The answer should contain each record below, repeated exactly.

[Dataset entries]
/---

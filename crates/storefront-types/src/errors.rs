/// Unified error type for the storefront admin core.
///
/// All crates use this error type for propagation across crate boundaries.
/// It is `Clone` so a single failed backend fetch can be handed to every
/// caller that was waiting on it.
#[derive(Debug, Clone, PartialEq, Eq, thiserror::Error)]
pub enum StorefrontError {
    /// The request never produced an HTTP response (connect refused, reset, DNS).
    #[error("transport error: {0}")]
    Transport(String),

    /// The backend did not answer within the configured timeout.
    #[error("timeout: {0}")]
    Timeout(String),

    /// The backend answered with a non-success status.
    #[error("backend error (HTTP {status}): {body}")]
    Backend {
        /// HTTP status code returned by the backend.
        status: u16,
        /// Response body, as text, for diagnostics.
        body: String,
    },

    /// The requested subject or sub-resource does not exist.
    #[error("not found: {0}")]
    NotFound(String),

    /// The session token was missing, expired, or lacks the required role.
    #[error("unauthorized: {0}")]
    Unauthorized(String),

    /// The caller passed something the backend can never accept (empty id, etc.).
    #[error("invalid input: {0}")]
    InvalidInput(String),

    /// Serialization or deserialization error.
    #[error("serialization error: {0}")]
    Serialization(String),

    /// Error from configuration loading or validation.
    #[error("config error: {0}")]
    Config(String),

    /// The dialog host could not present a dialog.
    #[error("dialog error: {0}")]
    Dialog(String),

    /// Generic internal error for unexpected conditions.
    #[error("internal error: {0}")]
    Internal(String),
}

impl StorefrontError {
    /// Whether retrying the same request later could plausibly succeed.
    pub fn is_transient(&self) -> bool {
        match self {
            StorefrontError::Transport(_) | StorefrontError::Timeout(_) => true,
            StorefrontError::Backend { status, .. } => *status >= 500,
            _ => false,
        }
    }
}

impl From<serde_json::Error> for StorefrontError {
    fn from(err: serde_json::Error) -> Self {
        StorefrontError::Serialization(err.to_string())
    }
}

impl From<serde_yaml::Error> for StorefrontError {
    fn from(err: serde_yaml::Error) -> Self {
        StorefrontError::Serialization(err.to_string())
    }
}

#[cfg(test)]
mod tests {
    use super::*;

    #[test]
    fn test_transient_classification() {
        assert!(StorefrontError::Timeout("slow".into()).is_transient());
        assert!(StorefrontError::Transport("reset".into()).is_transient());
        assert!(StorefrontError::Backend {
            status: 503,
            body: String::new()
        }
        .is_transient());
        assert!(!StorefrontError::Backend {
            status: 422,
            body: "bad".into()
        }
        .is_transient());
        assert!(!StorefrontError::NotFound("u1".into()).is_transient());
    }

    #[test]
    fn test_backend_error_display_includes_status() {
        let err = StorefrontError::Backend {
            status: 500,
            body: "boom".into(),
        };
        assert_eq!(err.to_string(), "backend error (HTTP 500): boom");
    }

    #[test]
    fn test_json_error_converts_to_serialization() {
        let err: StorefrontError = serde_json::from_str::<u32>("nope").unwrap_err().into();
        assert!(matches!(err, StorefrontError::Serialization(_)));
    }
}
//! Channel-backed dialog host.
//!
//! For front-ends that render dialogs elsewhere (a terminal prompt, a test
//! harness): `open` queues the dialog, and a presenter drains the queue and
//! answers each dialog through its responder.

use tokio::sync::mpsc;

use storefront_types::traits::{DialogHost, DialogRequest};

/// Queues dialogs for an external presenter.
#[derive(Debug, Clone)]
pub struct QueuedDialogHost {
    tx: mpsc::UnboundedSender<DialogRequest>,
}

impl QueuedDialogHost {
    /// Create the host and the receiver the presenter reads dialogs from.
    pub fn new() -> (Self, mpsc::UnboundedReceiver<DialogRequest>) {
        let (tx, rx) = mpsc::unbounded_channel();
        (Self { tx }, rx)
    }
}

impl DialogHost for QueuedDialogHost {
    fn open(&self, request: DialogRequest) {
        if let Err(mpsc::error::SendError(request)) = self.tx.send(request) {
            tracing::warn!(
                dialog_id = %request.id,
                title = %request.options.title,
                "no dialog presenter attached, dismissing dialog"
            );
            request.responder.dismiss();
        }
    }
}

\---

**Expected answer**
filename crates/storefront-types/src/errors.rs
/// Unified error type for the storefront admin core.
///
/// All crates use this error type for propagation across crate boundaries.
/// It is `Clone` so a single failed backend fetch can be handed to every
/// caller that was waiting on it.
#[derive(Debug, Clone, PartialEq, Eq, thiserror::Error)]
pub enum StorefrontError {
    /// The request never produced an HTTP response (connect refused, reset, DNS).
    #[error("transport error: {0}")]
    Transport(String),

    /// The backend did not answer within the configured timeout.
    #[error("timeout: {0}")]
    Timeout(String),

    /// The backend answered with a non-success status.
    #[error("backend error (HTTP {status}): {body}")]
    Backend {
        /// HTTP status code returned by the backend.
        status: u16,
        /// Response body, as text, for diagnostics.
        body: String,
    },

    /// The requested subject or sub-resource does not exist.
    #[error("not found: {0}")]
    NotFound(String),

    /// The session token was missing, expired, or lacks the required role.
    #[error("unauthorized: {0}")]
    Unauthorized(String),

    /// The caller passed something the backend can never accept (empty id, etc.).
    #[error("invalid input: {0}")]
    InvalidInput(String),

    /// Serialization or deserialization error.
    #[error("serialization error: {0}")]
    Serialization(String),

    /// Error from configuration loading or validation.
    #[error("config error: {0}")]
    Config(String),

    /// The dialog host could not present a dialog.
    #[error("dialog error: {0}")]
    Dialog(String),

    /// Generic internal error for unexpected conditions.
    #[error("internal error: {0}")]
    Internal(String),
}

impl StorefrontError {
    /// Whether retrying the same request later could plausibly succeed.
    pub fn is_transient(&self) -> bool {
        match self {
            StorefrontError::Transport(_) | StorefrontError::Timeout(_) => true,
            StorefrontError::Backend { status, .. } => *status >= 500,
            _ => false,
        }
    }
}

impl From<serde_json::Error> for StorefrontError {
    fn from(err: serde_json::Error) -> Self {
        StorefrontError::Serialization(err.to_string())
    }
}

impl From<serde_yaml::Error> for StorefrontError {
    fn from(err: serde_yaml::Error) -> Self {
        StorefrontError::Serialization(err.to_string())
    }
}

#[cfg(test)]
mod tests {
    use super::*;

    #[test]
    fn test_transient_classification() {
        assert!(StorefrontError::Timeout("slow".into()).is_transient());
        assert!(StorefrontError::Transport("reset".into()).is_transient());
        assert!(StorefrontError::Backend {
            status: 503,
            body: String::new()
        }
        .is_transient());
        assert!(!StorefrontError::Backend {
            status: 422,
            body: "bad".into()
        }
        .is_transient());
        assert!(!StorefrontError::NotFound("u1".into()).is_transient());
    }

    #[test]
    fn test_backend_error_display_includes_status() {
        let err = StorefrontError::Backend {
            status: 500,
            body: "boom".into(),
        };
        assert_eq!(err.to_string(), "backend error (HTTP 500): boom");
    }

    #[test]
    fn test_json_error_converts_to_serialization() {
        let err: StorefrontError = serde_json::from_str::<u32>("nope").unwrap_err().into();
        assert!(matches!(err, StorefrontError::Serialization(_)));
    }
}
//! Channel-backed dialog host.
//!
//! For front-ends that render dialogs elsewhere (a terminal prompt, a test
//! harness): `open` queues the dialog, and a presenter drains the queue and
//! answers each dialog through its responder.

use tokio::sync::mpsc;

use storefront_types::traits::{DialogHost, DialogRequest};

/// Queues dialogs for an external presenter.
#[derive(Debug, Clone)]
pub struct QueuedDialogHost {
    tx: mpsc::UnboundedSender<DialogRequest>,
}

impl QueuedDialogHost {
    /// Create the host and the receiver the presenter reads dialogs from.
    pub fn new() -> (Self, mpsc::UnboundedReceiver<DialogRequest>) {
        let (tx, rx) = mpsc::unbounded_channel();
        (Self { tx }, rx)
    }
}

impl DialogHost for QueuedDialogHost {
    fn open(&self, request: DialogRequest) {
        if let Err(mpsc::error::SendError(request)) = self.tx.send(request) {
            tracing::warn!(
                dialog_id = %request.id,
                title = %request.options.title,
                "no dialog presenter attached, dismissing dialog"
            );
            request.responder.dismiss();
        }
    }
}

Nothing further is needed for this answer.